» Task requirements
The expected output is each line below containing "buffer", copied in full.

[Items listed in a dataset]

-- -- --

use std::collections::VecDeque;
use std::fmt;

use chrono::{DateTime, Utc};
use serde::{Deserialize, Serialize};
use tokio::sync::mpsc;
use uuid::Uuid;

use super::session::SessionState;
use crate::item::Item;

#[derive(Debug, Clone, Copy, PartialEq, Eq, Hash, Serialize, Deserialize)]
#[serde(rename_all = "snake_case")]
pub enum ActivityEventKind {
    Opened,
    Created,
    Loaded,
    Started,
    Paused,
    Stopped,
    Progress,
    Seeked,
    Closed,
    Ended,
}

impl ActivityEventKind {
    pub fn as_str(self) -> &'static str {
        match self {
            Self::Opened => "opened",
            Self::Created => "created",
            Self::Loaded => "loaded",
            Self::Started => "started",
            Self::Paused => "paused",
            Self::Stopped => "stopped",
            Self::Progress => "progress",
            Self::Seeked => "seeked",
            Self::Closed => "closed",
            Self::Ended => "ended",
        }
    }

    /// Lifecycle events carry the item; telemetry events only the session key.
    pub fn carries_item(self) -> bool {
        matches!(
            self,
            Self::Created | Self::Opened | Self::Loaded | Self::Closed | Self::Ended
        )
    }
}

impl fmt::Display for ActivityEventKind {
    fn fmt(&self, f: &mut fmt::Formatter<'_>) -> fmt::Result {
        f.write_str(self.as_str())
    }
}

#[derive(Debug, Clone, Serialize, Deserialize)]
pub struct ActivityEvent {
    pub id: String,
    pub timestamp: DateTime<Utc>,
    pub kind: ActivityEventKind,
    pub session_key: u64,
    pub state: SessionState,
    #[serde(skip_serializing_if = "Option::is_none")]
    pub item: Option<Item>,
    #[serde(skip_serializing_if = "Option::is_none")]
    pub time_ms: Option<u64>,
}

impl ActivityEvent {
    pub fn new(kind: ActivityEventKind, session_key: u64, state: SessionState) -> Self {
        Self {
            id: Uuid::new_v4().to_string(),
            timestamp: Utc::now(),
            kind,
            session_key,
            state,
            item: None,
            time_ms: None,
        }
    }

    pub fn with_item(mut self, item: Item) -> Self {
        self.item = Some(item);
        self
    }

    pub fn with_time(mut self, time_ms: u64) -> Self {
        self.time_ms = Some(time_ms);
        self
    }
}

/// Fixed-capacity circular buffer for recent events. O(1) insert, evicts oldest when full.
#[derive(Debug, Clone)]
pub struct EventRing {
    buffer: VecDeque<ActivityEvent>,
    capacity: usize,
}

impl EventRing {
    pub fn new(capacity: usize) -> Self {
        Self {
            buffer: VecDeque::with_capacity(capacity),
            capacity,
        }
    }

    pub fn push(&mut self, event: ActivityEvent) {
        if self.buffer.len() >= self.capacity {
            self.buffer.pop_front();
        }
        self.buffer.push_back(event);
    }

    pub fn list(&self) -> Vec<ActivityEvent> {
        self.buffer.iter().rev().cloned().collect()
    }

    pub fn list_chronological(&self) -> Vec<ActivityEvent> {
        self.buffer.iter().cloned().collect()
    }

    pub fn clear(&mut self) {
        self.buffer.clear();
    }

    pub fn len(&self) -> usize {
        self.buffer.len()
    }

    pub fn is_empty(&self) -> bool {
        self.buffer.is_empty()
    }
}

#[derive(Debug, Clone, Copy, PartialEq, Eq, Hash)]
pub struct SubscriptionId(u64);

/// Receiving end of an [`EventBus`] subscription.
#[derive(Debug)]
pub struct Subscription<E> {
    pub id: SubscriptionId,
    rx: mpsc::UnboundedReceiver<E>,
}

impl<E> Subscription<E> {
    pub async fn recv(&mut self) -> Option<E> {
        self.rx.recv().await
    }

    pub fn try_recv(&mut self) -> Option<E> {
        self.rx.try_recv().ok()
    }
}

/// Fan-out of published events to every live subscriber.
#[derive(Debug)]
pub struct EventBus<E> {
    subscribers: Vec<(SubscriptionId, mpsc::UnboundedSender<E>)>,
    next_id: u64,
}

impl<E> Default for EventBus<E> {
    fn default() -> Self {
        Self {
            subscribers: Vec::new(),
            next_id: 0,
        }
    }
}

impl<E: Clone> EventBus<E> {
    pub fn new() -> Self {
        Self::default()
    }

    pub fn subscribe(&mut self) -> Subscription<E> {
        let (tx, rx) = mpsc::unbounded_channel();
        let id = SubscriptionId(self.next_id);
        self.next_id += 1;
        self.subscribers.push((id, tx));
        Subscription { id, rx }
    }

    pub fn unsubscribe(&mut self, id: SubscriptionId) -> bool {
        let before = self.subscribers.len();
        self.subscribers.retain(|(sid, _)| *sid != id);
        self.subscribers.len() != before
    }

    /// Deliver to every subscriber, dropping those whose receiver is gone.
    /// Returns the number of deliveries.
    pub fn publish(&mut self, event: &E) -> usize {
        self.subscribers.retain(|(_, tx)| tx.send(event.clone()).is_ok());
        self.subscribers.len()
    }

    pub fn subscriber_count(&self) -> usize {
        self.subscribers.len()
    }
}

-- -- --

» Result of the exercise
/// Fixed-capacity circular buffer for recent events. O(1) insert, evicts oldest when full.
    buffer: VecDeque<ActivityEvent>,
            buffer: VecDeque::with_capacity(capacity),
        if self.buffer.len() >= self.capacity {
            self.buffer.pop_front();
        self.buffer.push_back(event);
        self.buffer.iter().rev().cloned().collect()
        self.buffer.iter().cloned().collect()
        self.buffer.clear();
        self.buffer.len()
        self.buffer.is_empty()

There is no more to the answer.